Problem description →
The lines to find are those in the entries that hold the word "appends"; copy every one of them.
★ ★ ★ ★
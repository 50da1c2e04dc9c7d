// pulse - bitdrift's observability proxy
// Copyright Bitdrift, Inc. All rights reserved.
//
// Use of this source code is governed by a source available license that can be found in the
// LICENSE file or at:
// https://polyformproject.org/wp-content/uploads/2020/06/PolyForm-Shield-1.0.0.txt

pub mod memory;

use crate::protos::label::LabelSet;
use ingest_common::singleton::LazySingleton;
use std::time::Duration;

// Opaque reference to a series, handed out by the storage engine on append.
pub type SeriesRef = u64;

//
// Appender
//

/// A write session against the storage engine. Points are appended one at a time. Durability,
/// batching and retry all belong to the implementation.
#[cfg_attr(test, mockall::automock)]
pub trait Appender: Send {
  // Append one point, returning a reference to the series it landed in.
  fn add(&mut self, labels: &LabelSet, timestamp_ms: i64, value: f64) -> anyhow::Result<SeriesRef>;

  // Append one point to a series previously returned by add().
  fn add_fast(
    &mut self,
    labels: &LabelSet,
    series_ref: SeriesRef,
    timestamp_ms: i64,
    value: f64,
  ) -> anyhow::Result<()>;

  // Block until appends issued so far are complete or the timeout expires. Returns the number of
  // appends still pending.
  fn wait_for_completion(&mut self, timeout: Duration) -> anyhow::Result<usize>;
}

//
// StorageBackend
//

// A connected storage engine. Created once per process and shared by every worker.
#[cfg_attr(test, mockall::automock)]
pub trait StorageBackend: Send + Sync {
  fn appender(&self) -> anyhow::Result<Box<dyn Appender>>;
}

pub type BackendSingleton = LazySingleton<dyn StorageBackend>;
★ ★ ★ ★
Finished exercise →
  // Block until appends issued so far are complete or the timeout expires. Returns the number of
  // appends still pending.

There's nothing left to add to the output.